El final del túnel

Leído por ahí

 

«Todo irá bien» es la frase comodín que permite a ciertos guionistas rellenar los tiempos muertos de sus argumentos televisivos. He aquí un ejemplo: Acaban de abatir a tiros al amigo del protagonista; su mujer solloza en los brazos de Johnny; a lo lejos retumban las explosiones de la Tercera Guerra Mundial… «No te preocupes», musita el protagonista abrazando a la mujer de su amigo, «todo irá bien». Para acabarlo de adobar, una turbamulta de zombis se aproxima a la casa donde Johnny y sus amigos permanecen ocultos. «Todo irá bien», dictamina el protagonista mientras los zombis golpean la puerta y rompen los cristales de las ventanas de la vivienda…
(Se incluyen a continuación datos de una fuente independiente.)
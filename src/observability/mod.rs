// Observability: run counters

pub mod metrics;
pub mod app;
pub mod browser;
pub mod config;
pub mod constants;
pub mod error;
pub mod infra;
pub mod logging;
pub mod observability;
pub mod pipeline;
pub mod types;

pub use error::{Result, ScraperError};
pub use types::{CollectionResult, Extraction, Price, Record, SelectorSet, SkipReason};
use rand::Rng;
use std::time::Duration;
use tracing::debug;

use crate::config::{bounded_duration, DelayRange, PacingConfig, MAX_WAIT_SECS};

/// Which configured delay to apply
#[derive(Debug, Clone, Copy, PartialEq, Eq)]
pub enum Pause {
    PageStart,
    AfterConsent,
    AfterScroll,
    BeforeClick,
    AfterAdvance,
    PerCard,
}

/// Randomized, human-looking delays between browser actions
#[derive(Debug, Clone)]
pub struct Pacer {
    config: PacingConfig,
}

impl Pacer {
    pub fn new(config: PacingConfig) -> Self {
        Self { config }
    }

    pub fn disabled() -> Self {
        Self::new(PacingConfig::disabled())
    }

    fn range(&self, pause: Pause) -> DelayRange {
        match pause {
            Pause::PageStart => self.config.page_start,
            Pause::AfterConsent => self.config.after_consent,
            Pause::AfterScroll => self.config.after_scroll,
            Pause::BeforeClick => self.config.before_click,
            Pause::AfterAdvance => self.config.after_advance,
            Pause::PerCard => self.config.per_card,
        }
    }

    /// Draw a delay for `pause` without sleeping. Never longer than
    /// [`MAX_WAIT_SECS`], whatever the configured range.
    pub fn draw(&self, pause: Pause) -> Duration {
        let range = self.range(pause);
        if range.is_disabled() || range.max.is_nan() {
            return Duration::ZERO;
        }
        let max = range.max.min(MAX_WAIT_SECS);
        let min = if range.min.is_nan() { 0.0 } else { range.min.clamp(0.0, max) };
        let secs = if min >= max {
            max
        } else {
            rand::thread_rng().gen_range(min..=max)
        };
        bounded_duration(secs)
    }

    pub async fn pause(&self, pause: Pause) {
        let delay = self.draw(pause);
        if delay.is_zero() {
            return;
        }
        if pause != Pause::PerCard {
            debug!("Pausing {:.2}s ({:?})", delay.as_secs_f64(), pause);
        }
        tokio::time::sleep(delay).await;
    }
}
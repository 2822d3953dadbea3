use async_trait::async_trait;
use std::fs;
use std::path::{Path, PathBuf};
use tracing::info;

use crate::app::ports::ExportPort;
use crate::error::Result;
use crate::infra::export_path;
use crate::types::Record;

pub(crate) const HEADER: [&str; 3] = ["name", "price", "url"];

/// Writes records as `name,price,url` rows to
/// `<output_dir>/<search_term>_<suffix>.csv`, creating the directory if needed.
pub struct CsvOutputAdapter {
    output_dir: PathBuf,
    file_suffix: String,
}

impl CsvOutputAdapter {
    pub fn new(output_dir: impl Into<PathBuf>, file_suffix: impl Into<String>) -> Self {
        Self {
            output_dir: output_dir.into(),
            file_suffix: file_suffix.into(),
        }
    }

    /// Deterministic path for a search term; spaces become underscores.
    pub fn path_for(&self, search_term: &str) -> PathBuf {
        export_path(&self.output_dir, search_term, &self.file_suffix, "csv")
    }

    fn write(path: &Path, records: &[Record]) -> Result<()> {
        let mut wtr = csv::Writer::from_path(path)?;
        wtr.write_record(HEADER)?;
        for record in records {
            wtr.write_record([
                record.name.as_str(),
                record.price.to_string().as_str(),
                record.url.as_str(),
            ])?;
        }
        wtr.flush()?;
        Ok(())
    }
}

#[async_trait]
impl ExportPort for CsvOutputAdapter {
    async fn export(&self, search_term: &str, records: &[Record]) -> Result<PathBuf> {
        fs::create_dir_all(&self.output_dir)?;
        let path = self.path_for(search_term);
        Self::write(&path, records)?;
        info!("Wrote {} records to {}", records.len(), path.display());
        Ok(path)
    }
}

#[cfg(test)]
mod tests {
    use super::*;
    use crate::types::Price;

    fn records() -> Vec<Record> {
        vec![
            Record {
                name: "Notebook, 15 inch".to_string(),
                price: Price::from_units(1_042_634),
                url: "https://shop.test/p/1".to_string(),
            },
            Record {
                name: "Sticker".to_string(),
                price: Price::from_cents(45),
                url: "https://shop.test/p/2".to_string(),
            },
        ]
    }

    #[test]
    fn test_path_is_derived_from_search_term() {
        let adapter = CsvOutputAdapter::new("data", "mercadolibre");
        assert_eq!(
            adapter.path_for("gaming laptop"),
            PathBuf::from("data/gaming_laptop_mercadolibre.csv")
        );
    }

    #[tokio::test]
    async fn test_export_creates_directory_and_writes_rows() {
        let temp_dir = tempfile::tempdir().unwrap();
        let output_dir = temp_dir.path().join("nested").join("data");
        let adapter = CsvOutputAdapter::new(&output_dir, "mercadolibre");

        let path = adapter.export("laptop", &records()).await.unwrap();
        assert_eq!(path, output_dir.join("laptop_mercadolibre.csv"));

        let contents = fs::read_to_string(&path).unwrap();
        let lines: Vec<_> = contents.lines().collect();
        assert_eq!(lines[0], "name,price,url");
        assert_eq!(lines[1], "\"Notebook, 15 inch\",1042634.00,https://shop.test/p/1");
        assert_eq!(lines[2], "Sticker,0.45,https://shop.test/p/2");
    }

    #[tokio::test]
    async fn test_export_reports_unwritable_directory() {
        let temp_dir = tempfile::tempdir().unwrap();
        let blocker = temp_dir.path().join("taken");
        fs::write(&blocker, "not a directory").unwrap();

        let adapter = CsvOutputAdapter::new(&blocker, "mercadolibre");
        assert!(adapter.export("laptop", &records()).await.is_err());
    }
}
Decir que todo irá bien cuando el mundo entero se desmorona a nuestro alrededor puede ser un brindis al sol, quizá un canto a la esperanza, pero, sobre todo, es un lugar común que nos permite ser comprendidos a pesar de que nuestro discurso esté tan hueco como la cáscara de una avellana. Pero también podría ser que, sin saberlo, estuviésemos acertando en el dictamen con nuestras palabras. En efecto, al final, pase lo que pase, todo irá bien. Quizá no salga bien para nosotros, pero sí para el Todo, del que somos imperceptibles emergencias, y tanto da si seguimos siendo o si dejamos de ser. 
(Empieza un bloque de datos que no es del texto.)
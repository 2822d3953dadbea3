// Scraping pipeline: traversal, harvesting, extraction, and collection

pub mod extract;
pub mod harvest;
pub mod pacing;
pub mod processing;
pub mod storage;
pub mod traversal;

// Re-export the entry points used by the application layer
pub use traversal::{StopSignal, Termination, TraversalController, TraversalOutcome};
use tracing::debug;

use crate::browser::{Browser, Scope};
use crate::config::SelectorConfig;
use crate::constants::NAME_NOT_FOUND;
use crate::error::Result;
use crate::pipeline::processing::normalize::{normalize_name, normalize_price};
use crate::types::{Extraction, Record, SelectorSet, SkipReason};

/// Turns one listing card into a [`Record`], or says why it could not.
///
/// Field lookups, each an ordered fallback list where the first match wins:
/// - link: searched in the card; its absence marks the card as promotional
/// - name: searched in the link; falls back to the link's own text
/// - price: searched in the card
#[derive(Debug, Clone)]
pub struct RecordExtractor {
    link: SelectorSet,
    name: SelectorSet,
    price: SelectorSet,
}

impl RecordExtractor {
    pub fn new(link: SelectorSet, name: SelectorSet, price: SelectorSet) -> Self {
        Self { link, name, price }
    }

    pub fn from_config(selectors: &SelectorConfig) -> Self {
        Self::new(
            selectors.link.clone(),
            selectors.name.clone(),
            selectors.price.clone(),
        )
    }

    /// Never fails: browser errors become [`SkipReason::ExtractionFailure`].
    pub async fn extract<B: Browser + ?Sized>(&self, browser: &B, card: &B::Element) -> Extraction {
        match self.try_extract(browser, card).await {
            Ok(extraction) => extraction,
            Err(e) => {
                debug!("Card extraction failed: {}", e);
                Extraction::Skip(SkipReason::ExtractionFailure(e.to_string()))
            }
        }
    }

    async fn try_extract<B: Browser + ?Sized>(
        &self,
        browser: &B,
        card: &B::Element,
    ) -> Result<Extraction> {
        let link = match browser.find_one(Scope::Within(card), &self.link).await? {
            Some(link) => link,
            None => return Ok(Extraction::Skip(SkipReason::NotAListing)),
        };

        let url = match browser.attribute(&link, "href").await? {
            Some(href) if !href.trim().is_empty() => href.trim().to_string(),
            _ => return Ok(Extraction::Skip(SkipReason::MissingIdentifier)),
        };

        let raw_name = match browser.find_one(Scope::Within(&link), &self.name).await? {
            Some(heading) => browser.text(&heading).await?,
            None => browser.text(&link).await?,
        };
        let name = normalize_name(&raw_name).unwrap_or_else(|| NAME_NOT_FOUND.to_string());

        let price_element = match browser.find_one(Scope::Within(card), &self.price).await? {
            Some(element) => element,
            None => return Ok(Extraction::Skip(SkipReason::PriceNotFound)),
        };
        let price = normalize_price(&browser.text(&price_element).await?);

        Ok(Extraction::Record(Record { name, price, url }))
    }
}
//! Browser capability consumed by the scraping pipeline.
//!
//! The pipeline never talks to a concrete browser. It locates elements by
//! selector set, reads their text and attributes, clicks them, and waits for
//! conditions with an explicit deadline. [`webdriver::WebDriverBrowser`] drives a
//! real Chrome session; [`snapshot::SnapshotBrowser`] replays saved HTML pages.

pub mod snapshot;
pub mod webdriver;

use async_trait::async_trait;
use std::time::Duration;
use tokio::time::Instant;

use crate::error::Result;
use crate::types::SelectorSet;

pub use snapshot::SnapshotBrowser;
pub use webdriver::WebDriverBrowser;

/// Attributes whose values are URLs and are returned resolved
pub const URL_ATTRIBUTES: &[&str] = &["href", "src"];

/// Where an element lookup searches: the whole page, or the descendants of
/// one element.
pub enum Scope<'a, E> {
    Page,
    Within(&'a E),
}

impl<E> Clone for Scope<'_, E> {
    fn clone(&self) -> Self {
        *self
    }
}

impl<E> Copy for Scope<'_, E> {}

#[async_trait]
pub trait Browser: Send + Sync {
    /// Opaque handle to an element on the current page
    type Element: Clone + Send + Sync;

    async fn navigate(&self, url: &str) -> Result<()>;

    async fn current_url(&self) -> Result<String>;

    /// Every element matching any selector of the set, in document order
    async fn find_all(
        &self,
        scope: Scope<'_, Self::Element>,
        selectors: &SelectorSet,
    ) -> Result<Vec<Self::Element>>;

    /// First match of the highest-priority selector that matches anything
    async fn find_one(
        &self,
        scope: Scope<'_, Self::Element>,
        selectors: &SelectorSet,
    ) -> Result<Option<Self::Element>> {
        for selector in selectors.iter() {
            let found = self.find_all(scope, &SelectorSet::single(selector)).await?;
            if let Some(first) = found.into_iter().next() {
                return Ok(Some(first));
            }
        }
        Ok(None)
    }

    /// Visible and enabled
    async fn is_clickable(&self, element: &Self::Element) -> Result<bool>;

    async fn click(&self, element: &Self::Element) -> Result<()>;

    async fn text(&self, element: &Self::Element) -> Result<String>;

    /// Attribute value. URL-valued attributes (`href`, `src`) come back
    /// resolved against the page URL, as the DOM property reports them.
    async fn attribute(&self, element: &Self::Element, name: &str) -> Result<Option<String>>;

    async fn scroll_to_bottom(&self) -> Result<()>;

    /// Ends the session. Must be safe to call on every exit path.
    async fn close(&self) -> Result<()>;
}

/// Condition polled by [`wait_until`]
#[derive(Debug, Clone, Copy)]
pub enum WaitCondition<'a> {
    /// Some element of the set exists on the page
    Present(&'a SelectorSet),
    /// The highest-priority matching element is visible and enabled
    Clickable(&'a SelectorSet),
}

/// Result of a bounded wait. Timing out is an ordinary outcome, not an error.
#[derive(Debug, Clone, PartialEq, Eq)]
pub enum WaitOutcome<E> {
    Ready(E),
    TimedOut,
}


/// Poll `condition` until it holds or `timeout` elapses. The condition is
/// always checked at least once, and once more at the deadline.
pub async fn wait_until<B>(
    browser: &B,
    condition: WaitCondition<'_>,
    timeout: Duration,
    poll_interval: Duration,
) -> Result<WaitOutcome<B::Element>>
where
    B: Browser + ?Sized,
{
    let deadline = Instant::now() + timeout;

    loop {
        if let Some(element) = check(browser, condition).await? {
            return Ok(WaitOutcome::Ready(element));
        }

        let now = Instant::now();
        if now >= deadline {
            return Ok(WaitOutcome::TimedOut);
        }
        tokio::time::sleep(poll_interval.min(deadline - now)).await;
    }
}

/// Poll the current URL until it differs from `from`. Returns the new URL, or
/// `None` when the page stayed put for the whole timeout.
pub async fn wait_for_navigation<B>(
    browser: &B,
    from: &str,
    timeout: Duration,
    poll_interval: Duration,
) -> Result<Option<String>>
where
    B: Browser + ?Sized,
{
    let deadline = Instant::now() + timeout;

    loop {
        let current = browser.current_url().await?;
        if current != from {
            return Ok(Some(current));
        }

        let now = Instant::now();
        if now >= deadline {
            return Ok(None);
        }
        tokio::time::sleep(poll_interval.min(deadline - now)).await;
    }
}

/// Disabled through a class name or ARIA state. Pagination widgets are
/// usually list items or links, where WebDriver's "enabled" check always
/// reports true.
pub fn marked_disabled(class: Option<&str>, aria_disabled: Option<&str>) -> bool {
    let aria = aria_disabled.is_some_and(|v| v.trim().eq_ignore_ascii_case("true"));
    let class = class.is_some_and(|c| c.split_whitespace().any(|name| name.contains("disabled")));
    aria || class
}

async fn check<B>(browser: &B, condition: WaitCondition<'_>) -> Result<Option<B::Element>>
where
    B: Browser + ?Sized,
{
    match condition {
        WaitCondition::Present(selectors) => browser.find_one(Scope::Page, selectors).await,
        WaitCondition::Clickable(selectors) => {
            match browser.find_one(Scope::Page, selectors).await? {
                Some(element) if browser.is_clickable(&element).await? => Ok(Some(element)),
                _ => Ok(None),
            }
        }
    }
}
En ese sentido, Léon Bloy (1846-1917) —ese despiadado polemista, a juicio de Jorge Luis Borges—, en su libro Exégesis de los lugares comunes, denuncia el vacío mental que acompaña al burgués cuando se expresa a través de fórmulas estereotipadas, fórmulas que, en su opinión, encierran una arcana sabiduría que ha sido corrompida por el tiempo y el abuso. «Cuando la comadrona dice que «el dinero no da la felicidad» y el carnicero le responde, astutamente, «pero ayuda a conseguirla» —escribe—, estos dos agoreros tienen el inefable presentimiento de intercambiar de ese modo preciosos secretos, de descubrirse el uno al otro arcanos de vida eterna, y sus ademanes se corresponden con la inexpresable importancia de esta empresa». 
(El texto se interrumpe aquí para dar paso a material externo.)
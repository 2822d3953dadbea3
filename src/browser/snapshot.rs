use async_trait::async_trait;
use scraper::{ElementRef, Html, Selector};
use std::collections::HashMap;
use std::fs;
use std::path::Path;
use std::sync::atomic::{AtomicBool, Ordering};
use std::sync::{Arc, Mutex};
use tracing::debug;
use url::Url;

use super::{marked_disabled, Browser, Scope, URL_ATTRIBUTES};
use crate::error::{Result, ScraperError};
use crate::types::SelectorSet;

/// Name of the file mapping URLs to saved pages inside a snapshot directory
pub const SNAPSHOT_INDEX: &str = "index.txt";

/// Element handle: the element's outer HTML, re-parsed for scoped lookups
#[derive(Debug, Clone, PartialEq, Eq)]
pub struct SnapshotElement {
    html: String,
}

#[derive(Default)]
struct State {
    current: Option<String>,
    history: Vec<String>,
    clicks: Vec<String>,
}

/// A [`Browser`] that serves saved HTML pages from memory.
///
/// Clicking an element with an `href` navigates to that URL, resolved against
/// the current page, so pagination chains can be replayed offline. Clones
/// share the same session state.
#[derive(Clone, Default)]
pub struct SnapshotBrowser {
    pages: Arc<HashMap<String, String>>,
    state: Arc<Mutex<State>>,
    closed: Arc<AtomicBool>,
}

impl SnapshotBrowser {
    pub fn new() -> Self {
        Self::default()
    }

    /// Adds a page. Only valid while building, before the browser is cloned.
    pub fn with_page(mut self, url: &str, html: &str) -> Self {
        Arc::make_mut(&mut self.pages).insert(url.to_string(), html.to_string());
        self
    }

    /// Load pages listed in `<dir>/index.txt`, one `url<TAB>file` per line.
    /// Blank lines and lines starting with `#` are ignored.
    pub fn from_dir(dir: &Path) -> Result<Self> {
        let index_path = dir.join(SNAPSHOT_INDEX);
        let index = fs::read_to_string(&index_path).map_err(|e| {
            ScraperError::Config(format!("Failed to read snapshot index '{}': {}", index_path.display(), e))
        })?;

        let mut browser = Self::new();
        for (line_no, line) in index.lines().enumerate() {
            let line = line.trim();
            if line.is_empty() || line.starts_with('#') {
                continue;
            }
            let (url, file) = line.split_once('\t').ok_or_else(|| {
                ScraperError::Config(format!(
                    "{}:{}: expected 'url<TAB>file'",
                    index_path.display(),
                    line_no + 1
                ))
            })?;
            let html = fs::read_to_string(dir.join(file.trim()))?;
            browser = browser.with_page(url.trim(), &html);
        }

        debug!("Loaded {} snapshot pages from {}", browser.pages.len(), dir.display());
        Ok(browser)
    }

    /// URLs navigated to so far, in order, including clicks that followed links
    pub fn history(&self) -> Vec<String> {
        self.lock().map(|s| s.history.clone()).unwrap_or_default()
    }

    /// Outer HTML of every clicked element, in click order
    pub fn clicks(&self) -> Vec<String> {
        self.lock().map(|s| s.clicks.clone()).unwrap_or_default()
    }

    pub fn is_closed(&self) -> bool {
        self.closed.load(Ordering::SeqCst)
    }

    fn lock(&self) -> Result<std::sync::MutexGuard<'_, State>> {
        self.state
            .lock()
            .map_err(|_| ScraperError::Browser("snapshot session state poisoned".into()))
    }

    fn ensure_open(&self) -> Result<()> {
        if self.is_closed() {
            return Err(ScraperError::Browser("session already closed".into()));
        }
        Ok(())
    }

    fn current_html(&self) -> Result<String> {
        let state = self.lock()?;
        let url = state
            .current
            .as_ref()
            .ok_or_else(|| ScraperError::Browser("no page loaded".into()))?;
        self.pages
            .get(url)
            .cloned()
            .ok_or_else(|| ScraperError::Browser(format!("no snapshot for {}", url)))
    }

    /// `value` resolved against the current page URL; unchanged when either
    /// side does not parse
    fn resolve(&self, value: &str) -> Result<String> {
        let state = self.lock()?;
        let resolved = state
            .current
            .as_deref()
            .and_then(|base| Url::parse(base).ok())
            .and_then(|base| base.join(value).ok())
            .map(String::from);
        Ok(resolved.unwrap_or_else(|| value.to_string()))
    }

    fn go(&self, url: &str) -> Result<()> {
        if !self.pages.contains_key(url) {
            return Err(ScraperError::Browser(format!("no snapshot for {}", url)));
        }
        let mut state = self.lock()?;
        state.current = Some(url.to_string());
        state.history.push(url.to_string());
        Ok(())
    }
}

fn parse_selector(group: &str) -> Result<Selector> {
    Selector::parse(group)
        .map_err(|e| ScraperError::Browser(format!("invalid selector '{}': {:?}", group, e)))
}

/// Matches of `group` in a whole document
fn select_in_document(html: &str, group: &str) -> Result<Vec<SnapshotElement>> {
    let selector = parse_selector(group)?;
    let document = Html::parse_document(html);
    Ok(document
        .select(&selector)
        .map(|el| SnapshotElement { html: el.html() })
        .collect())
}

/// Matches of `group` among the descendants of a saved element
fn select_within(scope_html: &str, group: &str) -> Result<Vec<SnapshotElement>> {
    let selector = parse_selector(group)?;
    let fragment = Html::parse_fragment(scope_html);
    let scope_id = fragment
        .root_element()
        .children()
        .find_map(ElementRef::wrap)
        .map(|el| el.id());

    Ok(fragment
        .select(&selector)
        .filter(|el| Some(el.id()) != scope_id)
        .map(|el| SnapshotElement { html: el.html() })
        .collect())
}

/// Runs `f` against the element's own root node
fn with_root<T>(element: &SnapshotElement, f: impl FnOnce(ElementRef<'_>) -> T) -> Result<T> {
    let fragment = Html::parse_fragment(&element.html);
    let root = fragment
        .root_element()
        .children()
        .find_map(ElementRef::wrap)
        .ok_or_else(|| ScraperError::Browser("stale element reference".into()))?;
    Ok(f(root))
}

#[async_trait]
impl Browser for SnapshotBrowser {
    type Element = SnapshotElement;

    async fn navigate(&self, url: &str) -> Result<()> {
        self.ensure_open()?;
        self.go(url)
    }

    async fn current_url(&self) -> Result<String> {
        self.ensure_open()?;
        self.lock()?
            .current
            .clone()
            .ok_or_else(|| ScraperError::Browser("no page loaded".into()))
    }

    async fn find_all(
        &self,
        scope: Scope<'_, Self::Element>,
        selectors: &SelectorSet,
    ) -> Result<Vec<Self::Element>> {
        self.ensure_open()?;
        let group = selectors.css_group();
        match scope {
            Scope::Page => select_in_document(&self.current_html()?, &group),
            Scope::Within(element) => select_within(&element.html, &group),
        }
    }

    async fn is_clickable(&self, element: &Self::Element) -> Result<bool> {
        with_root(element, |root| {
            let el = root.value();
            let disabled = el.attr("disabled").is_some()
                || el.attr("hidden").is_some()
                || marked_disabled(el.attr("class"), el.attr("aria-disabled"));
            !disabled
        })
    }

    async fn click(&self, element: &Self::Element) -> Result<()> {
        self.ensure_open()?;
        self.lock()?.clicks.push(element.html.clone());
        let href = with_root(element, |root| root.value().attr("href").map(str::to_string))?;
        match href {
            Some(href) => {
                let url = self.resolve(&href)?;
                self.go(&url)
            }
            None => Ok(()),
        }
    }

    async fn text(&self, element: &Self::Element) -> Result<String> {
        with_root(element, |root| root.text().collect::<String>().trim().to_string())
    }

    async fn attribute(&self, element: &Self::Element, name: &str) -> Result<Option<String>> {
        let value = with_root(element, |root| root.value().attr(name).map(str::to_string))?;
        match value {
            Some(value) if URL_ATTRIBUTES.contains(&name) && !value.trim().is_empty() => {
                Ok(Some(self.resolve(value.trim())?))
            }
            other => Ok(other),
        }
    }

    async fn scroll_to_bottom(&self) -> Result<()> {
        self.ensure_open()
    }

    async fn close(&self) -> Result<()> {
        self.closed.store(true, Ordering::SeqCst);
        Ok(())
    }
}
En el libro mencionado, Léon Bloy analiza el significado de casi cuatrocientas frases hechas, las destripa y glosa, hasta mostrar su vaciedad aparente y sugerir que ese disfraz oculta una profunda sabiduría. Y nos deja perplejos cuando descubrimos que, al repetir esas frases tontunas y manoseadas, nos estamos expresando, sin saberlo, como auténticos profetas. No podemos abrir la boca y soltar una frase hecha sin provocar una sacudida en las estrellas. Esos lugares comunes, que son el patrimonio de la estupidez, constituyen, a la vez, auténticas ventanas abiertas a la Luz. 

Moraleja

Considerando lo anterior, trate de guiarse en lo sucesivo por las normas siguientes:

—Estamos habituados a oír que «entre todos, saldremos adelante» y que «en los momentos difíciles, cooperar es esencial». Podrán parecer memeces; sin embargo nos están trasladando la sabiduría ancestral de los infusorios flotando en la sopa primigenia. 

—Lo mismo sucede con las expresiones que hablan de la luz al final del túnel. Se trata de una metáfora bastante socorrida. ¿Se refieren a la llegada al mundo de cada uno de nosotros o a la supuesta luz que nos acompañará cuando nos alcance la muerte?

—En cualquier caso, si estamos en un túnel —y es público y notorio que lo estamos— quizá deberíamos irnos acostumbrando a la oscuridad, sin esperar a que se encienda luz alguna en nuestro entorno. En la oscuridad también se sobrevive, como los peces abisales o las ratas de cloaca. 

 

 1Léon Bloy: Exégesis de los lugares comunes, Acantilado (Barcelona, 2007).